▽

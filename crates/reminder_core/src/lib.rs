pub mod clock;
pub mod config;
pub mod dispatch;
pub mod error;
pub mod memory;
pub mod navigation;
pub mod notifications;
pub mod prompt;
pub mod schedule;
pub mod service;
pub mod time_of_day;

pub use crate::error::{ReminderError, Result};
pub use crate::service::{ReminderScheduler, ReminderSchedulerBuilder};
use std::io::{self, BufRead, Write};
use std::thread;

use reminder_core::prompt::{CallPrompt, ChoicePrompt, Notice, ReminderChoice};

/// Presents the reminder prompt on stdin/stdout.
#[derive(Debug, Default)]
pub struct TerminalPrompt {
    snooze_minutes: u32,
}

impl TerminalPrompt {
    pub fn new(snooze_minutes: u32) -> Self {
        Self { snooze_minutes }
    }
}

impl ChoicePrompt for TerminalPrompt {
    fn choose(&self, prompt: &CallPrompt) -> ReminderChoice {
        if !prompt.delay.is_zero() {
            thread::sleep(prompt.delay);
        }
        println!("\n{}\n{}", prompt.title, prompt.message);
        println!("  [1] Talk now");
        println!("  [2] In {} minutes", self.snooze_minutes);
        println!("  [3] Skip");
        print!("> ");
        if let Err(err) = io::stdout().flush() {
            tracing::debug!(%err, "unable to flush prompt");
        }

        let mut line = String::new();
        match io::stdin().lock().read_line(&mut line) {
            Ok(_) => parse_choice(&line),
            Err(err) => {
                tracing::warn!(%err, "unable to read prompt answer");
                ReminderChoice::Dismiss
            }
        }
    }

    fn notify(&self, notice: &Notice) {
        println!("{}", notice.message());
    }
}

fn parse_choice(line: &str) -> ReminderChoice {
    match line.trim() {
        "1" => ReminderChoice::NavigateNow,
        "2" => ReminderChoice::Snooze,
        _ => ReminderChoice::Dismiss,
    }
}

△
▽

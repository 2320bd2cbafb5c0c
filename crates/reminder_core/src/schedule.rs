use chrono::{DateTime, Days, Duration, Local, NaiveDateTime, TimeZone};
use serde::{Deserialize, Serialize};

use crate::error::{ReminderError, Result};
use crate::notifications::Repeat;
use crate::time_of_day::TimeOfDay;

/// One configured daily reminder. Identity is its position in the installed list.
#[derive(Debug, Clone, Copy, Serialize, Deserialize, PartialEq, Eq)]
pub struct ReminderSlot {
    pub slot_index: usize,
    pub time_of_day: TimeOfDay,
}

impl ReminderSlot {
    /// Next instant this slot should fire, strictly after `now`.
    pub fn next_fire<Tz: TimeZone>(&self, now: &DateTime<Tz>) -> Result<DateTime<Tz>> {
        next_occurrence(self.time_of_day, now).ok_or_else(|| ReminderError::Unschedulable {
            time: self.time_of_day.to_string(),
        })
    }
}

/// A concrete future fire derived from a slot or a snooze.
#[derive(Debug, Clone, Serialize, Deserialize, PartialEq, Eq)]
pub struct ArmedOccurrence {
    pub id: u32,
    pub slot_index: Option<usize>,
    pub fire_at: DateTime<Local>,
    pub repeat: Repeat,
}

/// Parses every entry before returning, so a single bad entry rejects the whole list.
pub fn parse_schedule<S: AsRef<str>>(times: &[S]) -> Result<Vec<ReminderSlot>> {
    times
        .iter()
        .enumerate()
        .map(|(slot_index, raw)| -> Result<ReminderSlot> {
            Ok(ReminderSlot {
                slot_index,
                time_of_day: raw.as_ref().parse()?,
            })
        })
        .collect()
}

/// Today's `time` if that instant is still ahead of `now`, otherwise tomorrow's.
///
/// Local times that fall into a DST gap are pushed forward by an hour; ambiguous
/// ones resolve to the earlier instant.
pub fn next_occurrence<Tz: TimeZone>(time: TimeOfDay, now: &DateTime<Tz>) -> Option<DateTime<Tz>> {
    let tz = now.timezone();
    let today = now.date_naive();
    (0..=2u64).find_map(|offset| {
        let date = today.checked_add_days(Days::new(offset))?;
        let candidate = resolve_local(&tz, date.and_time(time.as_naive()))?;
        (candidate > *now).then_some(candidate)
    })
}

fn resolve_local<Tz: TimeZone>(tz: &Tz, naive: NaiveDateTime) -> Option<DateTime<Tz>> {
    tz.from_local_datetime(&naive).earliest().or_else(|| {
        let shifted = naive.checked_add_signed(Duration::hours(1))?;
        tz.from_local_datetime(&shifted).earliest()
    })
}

△

### YOUR OBJECTIVE
Your task is to report how many lines of the material include the string "crates". Give the number and no other words.

### ANSWER SPACE
2